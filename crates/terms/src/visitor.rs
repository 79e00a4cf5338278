use std::fmt;

use itertools::Itertools;

use crate::Term;
use crate::TermKind;
use crate::TermVar;

/// Dispatches on the variant of a term, with one method per variant. See
/// [Term::accept].
pub trait TermVisitor {
    type Output;

    fn visit_int(&mut self, term: &Term, value: i64) -> Self::Output;

    fn visit_real(&mut self, term: &Term, value: f64) -> Self::Output;

    fn visit_string(&mut self, term: &Term, value: &str) -> Self::Output;

    fn visit_appl(&mut self, term: &Term, op: &str, args: &[Term]) -> Self::Output;

    fn visit_nil(&mut self, term: &Term) -> Self::Output;

    fn visit_cons(&mut self, term: &Term, head: &Term, tail: &Term) -> Self::Output;

    fn visit_concat(&mut self, term: &Term, left: &Term, right: &Term) -> Self::Output;

    fn visit_none(&mut self, term: &Term) -> Self::Output;

    fn visit_some(&mut self, term: &Term, element: &Term) -> Self::Output;

    fn visit_var(&mut self, term: &Term, var: &TermVar) -> Self::Output;
}

impl Term {
    /// Calls the method of the visitor that corresponds to the variant of this term.
    pub fn accept<V: TermVisitor + ?Sized>(&self, visitor: &mut V) -> V::Output {
        match self.kind() {
            TermKind::Int(value) => visitor.visit_int(self, *value),
            TermKind::Real(value) => visitor.visit_real(self, *value),
            TermKind::String(value) => visitor.visit_string(self, value),
            TermKind::Appl { op, args } => visitor.visit_appl(self, op, args),
            TermKind::Nil => visitor.visit_nil(self),
            TermKind::Cons { head, tail } => visitor.visit_cons(self, head, tail),
            TermKind::Concat { left, right } => visitor.visit_concat(self, left, right),
            TermKind::None => visitor.visit_none(self),
            TermKind::Some(element) => visitor.visit_some(self, element),
            TermKind::Var(var) => visitor.visit_var(self, var),
        }
    }
}

/// Prints terms for diagnostics, e.g. `Foo(1, "a", [?X | ?XS], Some(1.0))`.
/// Attachments are not printed. The visit of a term prints its label and
/// schedules its subterms on `pending`, so nesting depth is not limited by
/// the call stack.
struct TermPrinter<'a, 'b> {
    f: &'a mut fmt::Formatter<'b>,
    pending: Vec<Pending>,
}

#[derive(Clone)]
enum Pending {
    Term(Term),
    Text(&'static str),
}

impl TermPrinter<'_, '_> {
    /// Schedules the terms with `separator` in between, followed by `close`.
    fn schedule(&mut self, terms: impl Iterator<Item = Term>, separator: &'static str, close: &'static str) {
        self.pending.push(Pending::Text(close));
        let items: Vec<Pending> = Itertools::intersperse(terms.map(Pending::Term), Pending::Text(separator)).collect();
        self.pending.extend(items.into_iter().rev());
    }
}

impl TermVisitor for TermPrinter<'_, '_> {
    type Output = fmt::Result;

    fn visit_int(&mut self, _term: &Term, value: i64) -> fmt::Result {
        write!(self.f, "{value}")
    }

    fn visit_real(&mut self, _term: &Term, value: f64) -> fmt::Result {
        write!(self.f, "{value:?}")
    }

    fn visit_string(&mut self, _term: &Term, value: &str) -> fmt::Result {
        write!(self.f, "{value:?}")
    }

    fn visit_appl(&mut self, _term: &Term, op: &str, args: &[Term]) -> fmt::Result {
        write!(self.f, "{op}(")?;
        self.schedule(args.iter().cloned(), ", ", ")");
        Ok(())
    }

    fn visit_nil(&mut self, _term: &Term) -> fmt::Result {
        write!(self.f, "[]")
    }

    fn visit_cons(&mut self, term: &Term, _head: &Term, _tail: &Term) -> fmt::Result {
        let (elements, tail) = term
            .list_elements()
            .expect("A cons is always a list");

        write!(self.f, "[")?;
        if matches!(tail.kind(), TermKind::Nil) {
            self.schedule(elements.into_iter(), ", ", "]");
        } else {
            self.pending.push(Pending::Text("]"));
            self.pending.push(Pending::Term(tail));
            self.schedule(elements.into_iter(), ", ", " | ");
        }
        Ok(())
    }

    fn visit_concat(&mut self, _term: &Term, left: &Term, right: &Term) -> fmt::Result {
        self.schedule([left.clone(), right.clone()].into_iter(), " ++ ", "");
        Ok(())
    }

    fn visit_none(&mut self, _term: &Term) -> fmt::Result {
        write!(self.f, "None()")
    }

    fn visit_some(&mut self, _term: &Term, element: &Term) -> fmt::Result {
        write!(self.f, "Some(")?;
        self.schedule([element.clone()].into_iter(), "", ")");
        Ok(())
    }

    fn visit_var(&mut self, _term: &Term, var: &TermVar) -> fmt::Result {
        write!(self.f, "{var}")
    }
}

impl fmt::Display for Term {
    fn fmt(&self, f: &mut fmt::Formatter<'_>) -> fmt::Result {
        let mut printer = TermPrinter {
            f,
            pending: vec![Pending::Term(self.clone())],
        };

        while let Some(item) = printer.pending.pop() {
            match item {
                Pending::Term(term) => term.accept(&mut printer)?,
                Pending::Text(text) => printer.f.write_str(text)?,
            }
        }

        Ok(())
    }
}

#[cfg(test)]
mod tests {
    use test_case::test_case;

    use crate::TermBuilder;
    use crate::appl;
    use crate::cons;
    use crate::int;
    use crate::list;
    use crate::nil;
    use crate::none;
    use crate::real;
    use crate::some;
    use crate::string;
    use crate::tuple;
    use crate::var;

    use super::*;

    /// Counts the number of variables and constructor applications.
    #[derive(Default)]
    struct Counter {
        variables: usize,
        applications: usize,
    }

    impl TermVisitor for Counter {
        type Output = ();

        fn visit_int(&mut self, _term: &Term, _value: i64) {}

        fn visit_real(&mut self, _term: &Term, _value: f64) {}

        fn visit_string(&mut self, _term: &Term, _value: &str) {}

        fn visit_appl(&mut self, _term: &Term, _op: &str, args: &[Term]) {
            self.applications += 1;
            for arg in args {
                arg.accept(self);
            }
        }

        fn visit_nil(&mut self, _term: &Term) {}

        fn visit_cons(&mut self, _term: &Term, head: &Term, tail: &Term) {
            head.accept(self);
            tail.accept(self);
        }

        fn visit_concat(&mut self, _term: &Term, left: &Term, right: &Term) {
            left.accept(self);
            right.accept(self);
        }

        fn visit_none(&mut self, _term: &Term) {}

        fn visit_some(&mut self, _term: &Term, element: &Term) {
            element.accept(self);
        }

        fn visit_var(&mut self, _term: &Term, _var: &TermVar) {
            self.variables += 1;
        }
    }

    #[test]
    fn test_visitor_dispatch() {
        let term = appl("Foo", [var("X"), list([appl("Bar", []), var("Y")]), some(var("X"))]);

        let mut counter = Counter::default();
        term.accept(&mut counter);

        assert_eq!(counter.variables, 3);
        assert_eq!(counter.applications, 2);
    }

    #[test_case(appl("Foo", [int(1), string("a")]), "Foo(1, \"a\")" ; "application")]
    #[test_case(tuple([real(1.0), none()]), "(1.0, None())" ; "tuple")]
    #[test_case(list([int(1), int(2)]), "[1, 2]" ; "closed list")]
    #[test_case(cons(var("X"), var("XS")).unwrap(), "[?X | ?XS]" ; "open list")]
    #[test_case(some(nil()), "Some([])" ; "option")]
    fn test_display(term: Term, expected: &str) {
        assert_eq!(term.to_string(), expected);
    }

    #[test]
    fn test_display_concatenation() {
        let term = TermBuilder::concat_lists(&var("XS"), &list([int(1)])).unwrap();
        assert_eq!(term.to_string(), "?XS ++ [1]");

        let term = TermBuilder::concat_lists(&cons(int(0), var("XS")).unwrap(), &list([some(int(1))])).unwrap();
        assert_eq!(term.to_string(), "[0 | ?XS] ++ [Some(1)]");
    }

    #[test]
    fn test_display_deeply_nested_term() {
        let depth = 200_000;
        let mut term = int(0);
        for _ in 0..depth {
            term = appl("f", [term]);
        }

        let text = term.to_string();
        assert_eq!(text.len(), 3 * depth + 1);
        assert!(text.starts_with("f(f(f("));
        assert!(text.ends_with("(0))))"));
    }
}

TASK PROMPT | Say how many lines in the records hold the string "variant", please, and add no other words.

ANSWER TO THIS TASK | 2